Jeffries received 22,196 votes, or 87 percent, to Johnson’s 3,214 votes, or 13 percent.
In a major political come-back for a defeated congressman, former congressman Max Rose handsomely romped to victory in the newly-constituted 11th Congressional District, hammering Brittany Debarros and Komi Agoda-Koussema.
Rose received 15,871 votes, or 75 percent, to Debarros’s 4,399 votes, or 21 percent, and Agoda-Koussema’s 899 votes, or 4 percent.
But, perhaps, the biggest news Tuesday night was the bitter and ugly race between two veteran congressional representatives – Jerrold Nadler and Carolyn Maloney – for the newly-drawn 12th Congressional District.
With 95 percent of the precinct’s reporting, Nadler secured 45,545, or 55 percent, to Maloney’s 20,038 votes, or 24 percent.

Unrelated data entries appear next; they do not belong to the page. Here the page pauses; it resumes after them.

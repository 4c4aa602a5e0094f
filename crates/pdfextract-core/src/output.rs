use serde::Serialize;

use crate::{BatchResult, FileResult};

/// Default prefix of output record URIs.
pub const TYPE_URI: &str = "urn:x-pdfextract:PdfExtract";
/// Name of the single value path every record carries.
pub const SCHEMA_PATH: &str = "pdf_extract_output";

/// One output entity: a URI and the JSON of one file (or of all files).
#[derive(Debug, Clone, PartialEq, Serialize)]
pub struct OutputRecord {
    pub uri: String,
    pub value: serde_json::Value,
}

impl OutputRecord {
    /// URI of the `n`-th record (1-based).
    pub fn uri_for(type_uri: &str, n: usize) -> String {
        format!("{type_uri}_{n}")
    }
}

impl BatchResult {
    /// Turn the batch into output records, keeping completion order.
    pub fn into_records(self, type_uri: &str) -> Result<Vec<OutputRecord>, serde_json::Error> {
        match self {
            BatchResult::PerFile(files) => files
                .into_iter()
                .enumerate()
                .map(|(i, file)| {
                    Ok(OutputRecord {
                        uri: OutputRecord::uri_for(type_uri, i + 1),
                        value: file_value(&file)?,
                    })
                })
                .collect(),
            BatchResult::Combined(files) => {
                let values = files
                    .iter()
                    .map(file_value)
                    .collect::<Result<Vec<_>, _>>()?;
                Ok(vec![OutputRecord {
                    uri: OutputRecord::uri_for(type_uri, 1),
                    value: serde_json::Value::Array(values),
                }])
            }
        }
    }
}

/// The record value of one file: `{"metadata": {...}, "pages": [...]}`.
fn file_value(file: &FileResult) -> Result<serde_json::Value, serde_json::Error> {
    #[derive(Serialize)]
    struct FileValue<'a> {
        metadata: &'a std::collections::BTreeMap<String, String>,
        pages: &'a [crate::PageResult],
    }
    serde_json::to_value(FileValue {
        metadata: &file.metadata,
        pages: &file.pages,
    })
}

#[cfg(test)]
mod tests {
    use super::*;
    use crate::PageResult;

    fn two_files() -> Vec<FileResult> {
        let mut a = FileResult::new("a.pdf");
        a.pages.push(PageResult::success(1, "hello".into(), vec![]));
        let b = FileResult::failed("b.pdf", "not a PDF");
        vec![a, b]
    }

    #[test]
    fn per_file_records_are_numbered_from_one() {
        let records = BatchResult::PerFile(two_files())
            .into_records(TYPE_URI)
            .unwrap();
        assert_eq!(records.len(), 2);
        assert_eq!(records[0].uri, "urn:x-pdfextract:PdfExtract_1");
        assert_eq!(records[1].uri, "urn:x-pdfextract:PdfExtract_2");
        assert_eq!(
            records[0].value,
            serde_json::json!({
                "metadata": {"Filename": "a.pdf"},
                "pages": [{"page_number": 1, "text": "hello", "tables": []}]
            })
        );
        assert_eq!(
            records[1].value,
            serde_json::json!({
                "metadata": {"Filename": "b.pdf", "error": "not a PDF"},
                "pages": []
            })
        );
    }

    #[test]
    fn combined_mode_yields_one_array_record() {
        let records = BatchResult::Combined(two_files())
            .into_records("urn:test")
            .unwrap();
        assert_eq!(records.len(), 1);
        assert_eq!(records[0].uri, "urn:test_1");
        assert_eq!(records[0].value.as_array().unwrap().len(), 2);
    }
}
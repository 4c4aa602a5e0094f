//! Single-file extraction: open, select pages, fan out to the page pool.

use std::panic::{self, AssertUnwindSafe};
use std::sync::Arc;

use tokio_util::sync::CancellationToken;

use crate::backend::PdfBackend;
use crate::config::Config;
use crate::page::panic_message;
use crate::page_selection::PageSelection;
use crate::pool::{self, PageJobContext};
use crate::strategy::{TableSettings, TextSettings};
use crate::{ErrorHandling, ExtractError, FILENAME_KEY, FileResult};

/// Processes whole files. Cheap to clone; every field is shared.
#[derive(Clone)]
pub struct FileProcessor {
    backend: Arc<dyn PdfBackend>,
    table_settings: Arc<TableSettings>,
    text_settings: Arc<TextSettings>,
    page_selection: Arc<PageSelection>,
    error_handling: ErrorHandling,
    max_threads: usize,
}

impl FileProcessor {
    pub fn new(backend: Arc<dyn PdfBackend>, config: &Config) -> Self {
        Self {
            backend,
            table_settings: Arc::clone(&config.table_settings),
            text_settings: Arc::clone(&config.text_settings),
            page_selection: Arc::clone(&config.page_selection),
            error_handling: config.error_handling,
            max_threads: config.max_threads,
        }
    }

    /// Extract every selected page of one file.
    ///
    /// Blocking; call from a blocking context. In `ignore` mode an unopenable
    /// file yields a [`FileResult`] with an `error` and no pages. In the strict
    /// modes it fails with [`ExtractError::Open`], and the first failing page
    /// fails the whole file with [`ExtractError::Page`].
    pub fn process(
        &self,
        filename: &str,
        bytes: Arc<[u8]>,
        cancel: &CancellationToken,
    ) -> Result<FileResult, ExtractError> {
        let opened = panic::catch_unwind(AssertUnwindSafe(|| {
            self.backend
                .open(&bytes)
                .map(|document| (document.metadata(), document.page_count()))
        }));
        let (metadata, page_count) = match opened {
            Ok(Ok(info)) => info,
            Ok(Err(e)) => return self.open_failed(filename, e.to_string()),
            Err(payload) => {
                return self.open_failed(
                    filename,
                    format!("open panicked: {}", panic_message(payload.as_ref())),
                );
            }
        };

        let mut result = FileResult::new(filename);
        for (key, value) in metadata {
            // The filename entry always wins.
            if key != FILENAME_KEY {
                result.metadata.insert(key, value);
            }
        }

        let page_count = u32::try_from(page_count).unwrap_or(u32::MAX);
        let pages = self.page_selection.filter_pages(page_count);
        tracing::debug!(
            filename,
            page_count,
            selected = pages.len(),
            "opened document"
        );

        let ctx = PageJobContext {
            backend: Arc::clone(&self.backend),
            bytes,
            table_settings: Arc::clone(&self.table_settings),
            text_settings: Arc::clone(&self.text_settings),
            error_handling: self.error_handling,
        };
        result.pages = pool::extract_pages(ctx, pages, self.max_threads, cancel.child_token())
            .map_err(|e| ExtractError::page(filename, e))?;
        Ok(result)
    }

    fn open_failed(&self, filename: &str, message: String) -> Result<FileResult, ExtractError> {
        if self.error_handling.is_ignore() {
            tracing::warn!(filename, error = %message, "could not open file");
            return Ok(FileResult::failed(filename, message));
        }
        Err(ExtractError::Open {
            filename: filename.to_string(),
            message,
        })
    }

    /// Record a failure to fetch the file's bytes, the same way as an open error.
    pub fn fetch_failed(
        &self,
        filename: &str,
        message: String,
    ) -> Result<FileResult, ExtractError> {
        self.open_failed(filename, message)
    }
}
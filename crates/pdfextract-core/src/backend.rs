use std::collections::BTreeMap;

use thiserror::Error;

use crate::capture::WarningCapture;
use crate::strategy::{TableSettings, TextSettings};
use crate::Table;

#[derive(Error, Debug, Clone, PartialEq, Eq)]
pub enum BackendError {
    #[error("failed to open PDF: {0}")]
    OpenError(String),
    #[error("{0}")]
    ExtractionError(String),
}

/// Trait for PDF extraction backends.
///
/// A backend turns raw file bytes into a [`PdfDocument`]. Documents are opened
/// once per worker thread, so implementors do not need `Send` documents; the
/// backend itself is shared across threads.
pub trait PdfBackend: Send + Sync {
    fn open(&self, bytes: &[u8]) -> Result<Box<dyn PdfDocument>, BackendError>;
}

/// An opened document.
pub trait PdfDocument {
    /// Document information entries (title, author, dates, ...). Empty values
    /// should be omitted.
    fn metadata(&self) -> BTreeMap<String, String>;

    fn page_count(&self) -> usize;

    /// Load a page by 0-based index.
    fn page(&self, index: usize) -> Result<Box<dyn PdfPage + '_>, BackendError>;
}

/// A single loaded page.
///
/// Non-fatal diagnostics produced while extracting go into `capture`, never to
/// stderr or a global logger.
pub trait PdfPage {
    fn extract_text(
        &self,
        settings: &TextSettings,
        capture: &mut WarningCapture,
    ) -> Result<String, BackendError>;

    fn extract_tables(
        &self,
        settings: &TableSettings,
        capture: &mut WarningCapture,
    ) -> Result<Vec<Table>, BackendError>;
}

The other contenders were Suraj Patel, who received 15,744 votes, or 19 percent, and Ashmi Sheth, who got 832 votes, or 1 percent.
Democratic Primary winners will still face Republican contenders in November’s General Election.
General Election is scheduled for Nov. 8, with early voting running from Oct. 29 to Nov. 6. 2022.
Brooklyn Democratic Party Chair Assemblywoman, Rodneyse Bichotte Hermelyn said the party “rallied Democrats across the borough to get our voices heard during the pivotal Congressional and Senatorial primaries.
“We congratulate the apparent Democratic Primary winners across Brooklyn and respect those who may have fallen short but took part in the electoral process that’s vital for our democracy,” the daughter of Haitian immigrants, who represents the 42nd Assembly District in Brooklyn, told Caribbean Life Tuesday night.
She said voter turnout was “greater than expected, especially considering the fact that voters had an unprecedented second primary in the dog days of summer.
“Now, we turn our efforts towards the General Elections to keep Brooklyn – and the nation – Blue in November,” Bichotte Hermelyn added.